- Born: 16 April 1908 Newcastle, England
- Died: 5 May 1939 (aged 31) London, England
- Allegiance: United Kingdom
- Branch: Royal Air Force
- Service years: 1925–1937
- Rank: Flight Lieutenant

= Haliburton Hume Leech =

Royal Air Force aviator (1908–1939)

Flight Lieutenant Haliburton Hume Leech (16 April 1908 – 5 May 1939) was a Royal Air Force aviator, air racer and test pilot.

Leech was born on 16 April 1908 in Newcastle upon Tyne, Northumberland the son of Joseph William Leech a surgeon and later mayor and member of parliament for Newcastle upon Tyne.

Leech joined the Royal Air Force in 1925 as a cadet and on 10 April 1926 gained his Royal Aero Club Aviators Certificate (No. 7993) at the Newcastle upon Tyne Aero Club using a De Havilland Moth.

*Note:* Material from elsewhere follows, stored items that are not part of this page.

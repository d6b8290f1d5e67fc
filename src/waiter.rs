//! Waiter.
//!
//! One independent task per active reservation. Polls the live state of the
//! critical workload once per second until it acquires a node binding or
//! the pod-scheduled timeout expires; either way, removes it from the
//! In-Flight Set on return. Never touches the reservation taint — Taint GC
//! reclaims that on the next tick.

use std::sync::Arc;
use std::time::Duration;

use crate::api::client::ClusterApi;
use crate::domain::WorkloadIdentity;
use crate::inflight::InFlightSet;

const POLL_INTERVAL: Duration = Duration::from_secs(1);

pub async fn run_waiter(
    api: Arc<dyn ClusterApi>,
    in_flight: Arc<InFlightSet>,
    identity: WorkloadIdentity,
    namespace: String,
    name: String,
    timeout: Duration,
) {
    let outcome = tokio::time::timeout(timeout, poll_until_bound(&*api, &namespace, &name)).await;

    match outcome {
        Ok(()) => tracing::info!(workload = %identity, "critical workload bound; releasing reservation"),
        Err(_) => tracing::warn!(workload = %identity, timeout_secs = timeout.as_secs(), "pod-scheduled timeout expired; releasing reservation"),
    }

    in_flight.remove(&identity).await;
}

async fn poll_until_bound(api: &dyn ClusterApi, namespace: &str, name: &str) {
    let mut interval = tokio::time::interval(POLL_INTERVAL);
    loop {
        interval.tick().await;
        match api.get_workload(namespace, name).await {
            Ok(Some(workload)) if workload.is_bound() => return,
            Ok(Some(_)) => continue,
            Ok(None) => {
                // The workload vanished (deleted, or resubmitted under a new
                // name); nothing more for this waiter to do.
                return;
            }
            Err(e) => {
                tracing::debug!(namespace, name, error = %e, "transient error polling workload state");
            }
        }
    }
}

#[cfg(test)]
mod tests {
    use super::*;
    use crate::api::fake::FakeClusterApi;
    use crate::domain::{NodeView, Workload};
    use crate::domain::node::Node;
    use std::collections::HashMap;

    fn unbound(namespace: &str, name: &str) -> Workload {
        Workload {
            namespace: namespace.to_string(),
            name: name.to_string(),
            priority: None,
            annotations: HashMap::new(),
            labels: HashMap::new(),
            owner_references: Vec::new(),
            bound_node: None,
            termination_grace_seconds: None,
        }
    }

    #[tokio::test(start_paused = true)]
    async fn removes_from_in_flight_once_bound() {
        let api = Arc::new(FakeClusterApi::new());
        api.with_node(NodeView::new(Node::new("node-a"), vec![]));
        api.with_unscheduled("kube-system", unbound("kube-system", "crit"));

        let in_flight = Arc::new(InFlightSet::new());
        let identity = WorkloadIdentity::new("kube-system", "crit");
        in_flight.add(identity.clone()).await;

        let api_clone = api.clone();
        let in_flight_clone = in_flight.clone();
        let handle = tokio::spawn(run_waiter(
            api_clone,
            in_flight_clone,
            identity.clone(),
            "kube-system".to_string(),
            "crit".to_string(),
            Duration::from_secs(60),
        ));

        tokio::time::advance(Duration::from_secs(2)).await;
        api.bind("kube-system", "crit", "node-a");
        tokio::time::advance(Duration::from_secs(2)).await;

        handle.await.unwrap();
        assert!(!in_flight.contains(&identity).await);
    }

    #[tokio::test(start_paused = true)]
    async fn removes_from_in_flight_on_timeout() {
        let api = Arc::new(FakeClusterApi::new());
        api.with_unscheduled("kube-system", unbound("kube-system", "crit"));

        let in_flight = Arc::new(InFlightSet::new());
        let identity = WorkloadIdentity::new("kube-system", "crit");
        in_flight.add(identity.clone()).await;

        let handle = tokio::spawn(run_waiter(
            api.clone(),
            in_flight.clone(),
            identity.clone(),
            "kube-system".to_string(),
            "crit".to_string(),
            Duration::from_secs(5),
        ));

        tokio::time::advance(Duration::from_secs(10)).await;
        handle.await.unwrap();
        assert!(!in_flight.contains(&identity).await);
    }
}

Commissioned in 1927 he left the Royal Air Force College Cranwell and was posted to RAF Tangmere in 1927.

In 1930 he moved to the Royal Aircraft Establishment at Farnborough as a test pilot and he was selected for the High Speed Flight to compete in the Schneider Trophy Race, but after training with too many pilots being selected he returned to Farnborough without joining the team. He was a keen air racer and entered the King's Cup Race every year between 1929 and 1934, with his experience as a test pilot he performed the first flights of the RAE Scarab and the Arrow Active.

He married in 1937 in Eyke in Suffolk to Ruth Elliot. In September 1938 he retired from the Royal Air Force due to ill-health. Leech died on 5 May 1939 at St Bartholomews Hospital in London, aged 31.